Stored data
------------------------------------------------------------
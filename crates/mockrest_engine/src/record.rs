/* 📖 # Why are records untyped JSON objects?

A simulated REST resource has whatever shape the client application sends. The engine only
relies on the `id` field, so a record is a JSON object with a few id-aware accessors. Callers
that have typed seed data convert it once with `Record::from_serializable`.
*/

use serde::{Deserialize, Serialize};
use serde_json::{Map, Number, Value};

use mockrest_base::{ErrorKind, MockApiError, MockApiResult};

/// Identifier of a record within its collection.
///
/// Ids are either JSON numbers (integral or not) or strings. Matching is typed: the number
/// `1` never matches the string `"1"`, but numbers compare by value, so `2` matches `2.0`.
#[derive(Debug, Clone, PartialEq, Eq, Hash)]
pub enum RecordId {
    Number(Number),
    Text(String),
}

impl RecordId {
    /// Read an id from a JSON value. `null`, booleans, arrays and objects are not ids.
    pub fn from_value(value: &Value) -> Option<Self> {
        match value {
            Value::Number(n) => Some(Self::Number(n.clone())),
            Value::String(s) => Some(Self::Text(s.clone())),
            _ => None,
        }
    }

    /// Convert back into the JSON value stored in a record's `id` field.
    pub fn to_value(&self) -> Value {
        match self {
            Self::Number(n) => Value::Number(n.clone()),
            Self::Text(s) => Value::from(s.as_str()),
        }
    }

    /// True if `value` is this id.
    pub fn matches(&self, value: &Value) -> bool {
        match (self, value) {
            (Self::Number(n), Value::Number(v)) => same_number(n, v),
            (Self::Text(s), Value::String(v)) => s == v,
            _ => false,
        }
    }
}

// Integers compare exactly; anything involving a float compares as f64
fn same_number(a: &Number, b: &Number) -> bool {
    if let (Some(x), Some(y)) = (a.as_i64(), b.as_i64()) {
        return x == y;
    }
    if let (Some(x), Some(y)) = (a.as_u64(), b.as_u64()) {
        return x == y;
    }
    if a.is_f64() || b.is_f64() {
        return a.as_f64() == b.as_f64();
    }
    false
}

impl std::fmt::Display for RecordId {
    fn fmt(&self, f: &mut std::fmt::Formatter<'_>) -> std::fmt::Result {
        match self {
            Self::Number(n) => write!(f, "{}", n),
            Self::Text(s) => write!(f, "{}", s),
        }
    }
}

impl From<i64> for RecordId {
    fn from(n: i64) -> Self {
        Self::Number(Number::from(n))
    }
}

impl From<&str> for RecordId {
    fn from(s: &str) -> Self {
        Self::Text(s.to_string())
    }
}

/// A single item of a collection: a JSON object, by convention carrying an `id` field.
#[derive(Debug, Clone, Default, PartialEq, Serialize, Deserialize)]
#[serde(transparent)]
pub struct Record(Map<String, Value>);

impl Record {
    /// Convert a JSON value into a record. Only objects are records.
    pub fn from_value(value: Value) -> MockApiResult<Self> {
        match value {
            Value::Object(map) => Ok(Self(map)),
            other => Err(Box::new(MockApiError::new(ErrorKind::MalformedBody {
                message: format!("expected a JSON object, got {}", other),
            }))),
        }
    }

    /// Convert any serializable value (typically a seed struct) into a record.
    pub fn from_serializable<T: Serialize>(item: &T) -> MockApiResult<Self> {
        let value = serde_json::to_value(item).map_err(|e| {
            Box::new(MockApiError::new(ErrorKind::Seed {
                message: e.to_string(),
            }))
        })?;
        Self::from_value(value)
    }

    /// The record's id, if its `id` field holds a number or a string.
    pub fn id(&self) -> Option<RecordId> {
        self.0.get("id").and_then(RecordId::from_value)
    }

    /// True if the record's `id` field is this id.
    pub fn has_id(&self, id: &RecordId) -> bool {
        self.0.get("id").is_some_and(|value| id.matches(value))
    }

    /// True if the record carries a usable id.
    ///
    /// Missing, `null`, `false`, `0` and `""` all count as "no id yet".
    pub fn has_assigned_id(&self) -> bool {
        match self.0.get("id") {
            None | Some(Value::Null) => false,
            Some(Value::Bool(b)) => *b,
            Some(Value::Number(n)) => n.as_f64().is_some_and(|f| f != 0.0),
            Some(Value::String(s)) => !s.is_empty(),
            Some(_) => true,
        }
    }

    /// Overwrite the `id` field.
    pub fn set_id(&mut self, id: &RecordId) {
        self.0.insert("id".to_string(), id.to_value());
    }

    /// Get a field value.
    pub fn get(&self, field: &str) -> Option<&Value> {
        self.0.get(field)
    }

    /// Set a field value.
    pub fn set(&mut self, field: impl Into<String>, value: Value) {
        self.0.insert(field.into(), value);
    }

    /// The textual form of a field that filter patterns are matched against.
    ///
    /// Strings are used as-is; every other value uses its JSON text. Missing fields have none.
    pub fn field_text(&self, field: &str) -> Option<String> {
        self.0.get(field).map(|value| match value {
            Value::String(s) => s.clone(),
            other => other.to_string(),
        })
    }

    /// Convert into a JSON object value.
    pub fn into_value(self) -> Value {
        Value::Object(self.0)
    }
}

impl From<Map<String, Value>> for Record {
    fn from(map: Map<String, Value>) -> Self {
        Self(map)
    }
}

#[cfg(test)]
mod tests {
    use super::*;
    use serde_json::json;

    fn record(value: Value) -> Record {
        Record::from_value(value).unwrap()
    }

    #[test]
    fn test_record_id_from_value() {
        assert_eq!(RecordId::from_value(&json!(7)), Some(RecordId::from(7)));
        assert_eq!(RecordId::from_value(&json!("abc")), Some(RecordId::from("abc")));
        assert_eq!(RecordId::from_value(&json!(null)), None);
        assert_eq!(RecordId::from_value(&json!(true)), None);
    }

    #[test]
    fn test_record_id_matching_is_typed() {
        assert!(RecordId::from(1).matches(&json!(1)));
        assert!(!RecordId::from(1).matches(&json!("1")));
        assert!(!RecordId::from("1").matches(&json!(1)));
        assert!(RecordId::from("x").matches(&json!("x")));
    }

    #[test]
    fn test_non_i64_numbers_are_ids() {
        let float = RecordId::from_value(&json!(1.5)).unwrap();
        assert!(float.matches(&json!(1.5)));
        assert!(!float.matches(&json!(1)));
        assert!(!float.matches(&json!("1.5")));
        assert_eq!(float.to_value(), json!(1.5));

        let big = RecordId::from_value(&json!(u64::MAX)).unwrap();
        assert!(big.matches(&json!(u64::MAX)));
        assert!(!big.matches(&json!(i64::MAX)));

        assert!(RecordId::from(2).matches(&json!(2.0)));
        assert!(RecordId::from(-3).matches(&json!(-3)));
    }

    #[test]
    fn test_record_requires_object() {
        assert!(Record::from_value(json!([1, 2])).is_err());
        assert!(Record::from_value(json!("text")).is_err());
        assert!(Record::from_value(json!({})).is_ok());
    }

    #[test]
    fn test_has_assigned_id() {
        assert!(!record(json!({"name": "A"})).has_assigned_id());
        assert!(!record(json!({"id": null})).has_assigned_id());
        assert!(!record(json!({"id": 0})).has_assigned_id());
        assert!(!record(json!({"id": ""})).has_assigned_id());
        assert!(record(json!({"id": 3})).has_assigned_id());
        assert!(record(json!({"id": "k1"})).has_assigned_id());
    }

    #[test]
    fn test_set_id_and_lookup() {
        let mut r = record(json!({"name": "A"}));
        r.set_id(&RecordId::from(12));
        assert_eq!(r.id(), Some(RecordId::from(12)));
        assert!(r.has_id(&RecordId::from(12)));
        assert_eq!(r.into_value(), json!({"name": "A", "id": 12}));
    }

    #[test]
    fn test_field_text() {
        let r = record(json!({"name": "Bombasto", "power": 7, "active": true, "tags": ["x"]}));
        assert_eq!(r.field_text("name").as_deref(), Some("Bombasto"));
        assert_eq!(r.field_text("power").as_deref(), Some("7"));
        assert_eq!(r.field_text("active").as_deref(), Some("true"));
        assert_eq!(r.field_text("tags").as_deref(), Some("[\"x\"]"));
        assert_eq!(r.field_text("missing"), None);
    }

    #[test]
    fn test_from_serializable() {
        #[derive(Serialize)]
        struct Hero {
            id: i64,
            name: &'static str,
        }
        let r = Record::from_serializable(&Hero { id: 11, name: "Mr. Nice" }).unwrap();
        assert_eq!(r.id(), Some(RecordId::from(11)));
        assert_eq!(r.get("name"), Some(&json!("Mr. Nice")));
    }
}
------------------------------------------------------------
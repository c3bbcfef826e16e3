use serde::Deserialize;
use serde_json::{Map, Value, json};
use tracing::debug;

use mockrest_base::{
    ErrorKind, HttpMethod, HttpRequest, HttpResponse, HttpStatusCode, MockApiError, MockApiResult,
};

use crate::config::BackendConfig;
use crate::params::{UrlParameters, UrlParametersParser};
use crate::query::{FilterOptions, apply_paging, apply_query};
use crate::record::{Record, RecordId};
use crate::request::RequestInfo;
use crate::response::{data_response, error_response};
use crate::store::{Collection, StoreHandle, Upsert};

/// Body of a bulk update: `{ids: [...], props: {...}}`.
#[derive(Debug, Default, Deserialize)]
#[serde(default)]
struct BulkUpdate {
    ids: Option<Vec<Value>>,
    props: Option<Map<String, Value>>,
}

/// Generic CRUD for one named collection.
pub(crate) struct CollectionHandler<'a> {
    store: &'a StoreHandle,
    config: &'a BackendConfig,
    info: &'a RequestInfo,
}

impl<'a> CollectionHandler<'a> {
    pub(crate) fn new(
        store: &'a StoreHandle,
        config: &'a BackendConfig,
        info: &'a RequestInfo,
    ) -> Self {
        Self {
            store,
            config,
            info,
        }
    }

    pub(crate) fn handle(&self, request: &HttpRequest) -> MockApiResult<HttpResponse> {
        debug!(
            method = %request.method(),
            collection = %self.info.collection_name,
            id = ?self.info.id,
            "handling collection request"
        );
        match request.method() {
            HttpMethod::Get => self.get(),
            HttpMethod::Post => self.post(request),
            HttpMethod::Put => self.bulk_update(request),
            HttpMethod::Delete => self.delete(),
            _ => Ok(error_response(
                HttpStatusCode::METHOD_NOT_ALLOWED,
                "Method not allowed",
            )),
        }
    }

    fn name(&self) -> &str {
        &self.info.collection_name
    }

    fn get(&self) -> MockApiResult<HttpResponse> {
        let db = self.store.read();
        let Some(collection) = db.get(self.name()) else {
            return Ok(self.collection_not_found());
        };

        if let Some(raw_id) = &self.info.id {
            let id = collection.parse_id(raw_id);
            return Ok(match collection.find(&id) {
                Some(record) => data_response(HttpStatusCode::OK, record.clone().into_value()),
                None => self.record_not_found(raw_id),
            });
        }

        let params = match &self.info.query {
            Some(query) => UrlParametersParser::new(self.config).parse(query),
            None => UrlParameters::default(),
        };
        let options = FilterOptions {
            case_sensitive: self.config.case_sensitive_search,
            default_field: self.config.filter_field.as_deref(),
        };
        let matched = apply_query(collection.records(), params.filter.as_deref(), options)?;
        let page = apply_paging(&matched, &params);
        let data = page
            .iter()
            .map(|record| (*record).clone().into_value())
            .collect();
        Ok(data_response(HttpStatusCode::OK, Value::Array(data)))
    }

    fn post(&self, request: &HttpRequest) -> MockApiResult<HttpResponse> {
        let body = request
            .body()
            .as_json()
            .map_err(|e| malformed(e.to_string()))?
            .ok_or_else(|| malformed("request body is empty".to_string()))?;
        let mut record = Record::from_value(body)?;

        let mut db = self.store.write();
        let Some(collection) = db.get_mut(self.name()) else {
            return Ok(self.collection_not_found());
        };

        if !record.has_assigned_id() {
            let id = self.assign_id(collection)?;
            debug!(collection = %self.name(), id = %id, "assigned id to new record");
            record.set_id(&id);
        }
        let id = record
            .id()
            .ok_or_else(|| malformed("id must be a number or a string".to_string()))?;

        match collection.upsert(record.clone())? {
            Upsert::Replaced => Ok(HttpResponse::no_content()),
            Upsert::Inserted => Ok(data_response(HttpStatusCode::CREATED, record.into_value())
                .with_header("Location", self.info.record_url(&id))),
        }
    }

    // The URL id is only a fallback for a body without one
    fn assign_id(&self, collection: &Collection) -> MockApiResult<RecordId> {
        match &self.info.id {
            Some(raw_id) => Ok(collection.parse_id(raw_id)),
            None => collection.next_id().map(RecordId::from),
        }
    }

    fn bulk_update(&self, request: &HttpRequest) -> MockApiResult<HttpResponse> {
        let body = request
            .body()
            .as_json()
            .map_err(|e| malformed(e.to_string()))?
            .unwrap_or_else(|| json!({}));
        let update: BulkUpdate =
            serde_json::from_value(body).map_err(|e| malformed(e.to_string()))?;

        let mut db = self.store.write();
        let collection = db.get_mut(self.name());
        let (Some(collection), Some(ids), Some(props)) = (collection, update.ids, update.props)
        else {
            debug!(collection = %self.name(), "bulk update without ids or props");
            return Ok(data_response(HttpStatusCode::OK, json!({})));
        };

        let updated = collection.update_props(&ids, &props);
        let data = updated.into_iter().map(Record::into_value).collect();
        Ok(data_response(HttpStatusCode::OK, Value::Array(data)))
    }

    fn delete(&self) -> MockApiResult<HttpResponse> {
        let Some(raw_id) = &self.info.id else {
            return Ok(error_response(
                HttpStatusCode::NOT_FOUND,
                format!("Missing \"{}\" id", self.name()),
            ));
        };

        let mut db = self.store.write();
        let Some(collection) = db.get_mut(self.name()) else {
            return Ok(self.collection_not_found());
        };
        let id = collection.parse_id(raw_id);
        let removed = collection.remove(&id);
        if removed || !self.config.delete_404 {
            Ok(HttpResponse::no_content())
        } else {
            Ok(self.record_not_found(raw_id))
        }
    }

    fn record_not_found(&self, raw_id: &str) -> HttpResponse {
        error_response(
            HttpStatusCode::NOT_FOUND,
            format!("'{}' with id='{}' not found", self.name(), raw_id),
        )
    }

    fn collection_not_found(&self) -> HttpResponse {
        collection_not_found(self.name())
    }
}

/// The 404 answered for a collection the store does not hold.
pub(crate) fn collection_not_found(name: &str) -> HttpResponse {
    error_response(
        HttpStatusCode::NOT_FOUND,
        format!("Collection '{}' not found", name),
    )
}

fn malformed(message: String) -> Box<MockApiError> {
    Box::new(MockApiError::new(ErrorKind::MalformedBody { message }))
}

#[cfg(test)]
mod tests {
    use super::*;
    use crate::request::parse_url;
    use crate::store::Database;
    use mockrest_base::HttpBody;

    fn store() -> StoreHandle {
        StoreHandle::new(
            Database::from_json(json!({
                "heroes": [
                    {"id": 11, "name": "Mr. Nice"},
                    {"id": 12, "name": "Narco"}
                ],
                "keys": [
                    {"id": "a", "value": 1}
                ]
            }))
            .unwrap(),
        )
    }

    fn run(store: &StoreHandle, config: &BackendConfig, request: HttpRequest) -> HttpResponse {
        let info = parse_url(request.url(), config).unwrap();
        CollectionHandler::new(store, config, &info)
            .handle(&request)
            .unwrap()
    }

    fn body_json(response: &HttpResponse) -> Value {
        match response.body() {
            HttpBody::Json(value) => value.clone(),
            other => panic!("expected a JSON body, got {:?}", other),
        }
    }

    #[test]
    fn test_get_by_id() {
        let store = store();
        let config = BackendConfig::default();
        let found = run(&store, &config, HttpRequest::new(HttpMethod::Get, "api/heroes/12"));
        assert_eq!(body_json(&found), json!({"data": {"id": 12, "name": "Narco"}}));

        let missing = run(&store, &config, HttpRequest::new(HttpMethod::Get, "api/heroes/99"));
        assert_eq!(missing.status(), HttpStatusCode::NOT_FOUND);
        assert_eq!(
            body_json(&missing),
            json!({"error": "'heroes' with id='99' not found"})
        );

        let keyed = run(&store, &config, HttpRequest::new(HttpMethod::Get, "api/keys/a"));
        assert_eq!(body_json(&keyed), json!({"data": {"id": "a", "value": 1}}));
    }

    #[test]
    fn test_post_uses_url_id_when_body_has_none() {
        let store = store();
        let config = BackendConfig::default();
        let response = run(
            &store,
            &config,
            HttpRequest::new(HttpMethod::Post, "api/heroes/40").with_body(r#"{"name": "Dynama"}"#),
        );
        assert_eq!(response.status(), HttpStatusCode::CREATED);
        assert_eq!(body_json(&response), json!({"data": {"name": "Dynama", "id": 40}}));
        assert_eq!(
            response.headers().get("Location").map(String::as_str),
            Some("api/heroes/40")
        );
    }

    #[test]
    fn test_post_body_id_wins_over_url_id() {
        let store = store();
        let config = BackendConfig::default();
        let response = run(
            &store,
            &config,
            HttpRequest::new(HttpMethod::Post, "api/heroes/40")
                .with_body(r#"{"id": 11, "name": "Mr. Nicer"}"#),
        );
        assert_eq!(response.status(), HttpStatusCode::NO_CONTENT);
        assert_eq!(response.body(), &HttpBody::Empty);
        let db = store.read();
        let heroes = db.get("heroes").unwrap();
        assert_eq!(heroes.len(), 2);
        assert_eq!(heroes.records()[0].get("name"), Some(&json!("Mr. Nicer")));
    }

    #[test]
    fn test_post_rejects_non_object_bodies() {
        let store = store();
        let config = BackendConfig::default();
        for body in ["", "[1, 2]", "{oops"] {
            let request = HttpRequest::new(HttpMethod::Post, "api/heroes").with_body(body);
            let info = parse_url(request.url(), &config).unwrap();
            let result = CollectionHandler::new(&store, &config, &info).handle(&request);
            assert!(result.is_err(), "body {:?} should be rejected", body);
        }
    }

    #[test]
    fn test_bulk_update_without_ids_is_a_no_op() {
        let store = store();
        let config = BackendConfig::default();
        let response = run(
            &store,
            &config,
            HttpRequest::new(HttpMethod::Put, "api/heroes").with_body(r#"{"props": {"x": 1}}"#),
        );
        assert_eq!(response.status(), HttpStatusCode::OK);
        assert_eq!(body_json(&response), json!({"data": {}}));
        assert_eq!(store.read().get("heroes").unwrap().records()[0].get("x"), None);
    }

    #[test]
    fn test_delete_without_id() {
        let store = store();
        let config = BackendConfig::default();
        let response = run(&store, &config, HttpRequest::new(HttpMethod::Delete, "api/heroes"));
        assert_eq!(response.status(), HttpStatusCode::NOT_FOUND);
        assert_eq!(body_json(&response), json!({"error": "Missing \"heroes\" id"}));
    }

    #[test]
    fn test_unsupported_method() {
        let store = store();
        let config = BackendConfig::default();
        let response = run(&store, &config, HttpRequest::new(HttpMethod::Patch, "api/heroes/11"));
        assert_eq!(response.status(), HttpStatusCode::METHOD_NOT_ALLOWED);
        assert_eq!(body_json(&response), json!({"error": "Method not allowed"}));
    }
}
------------------------------------------------------------
→ WORK ITEM
Search the data for "CREATED" and list every line in which it occurs.

→ OUTPUT OF THE EXERCISE
            Upsert::Inserted => Ok(data_response(HttpStatusCode::CREATED, record.into_value())
        assert_eq!(response.status(), HttpStatusCode::CREATED);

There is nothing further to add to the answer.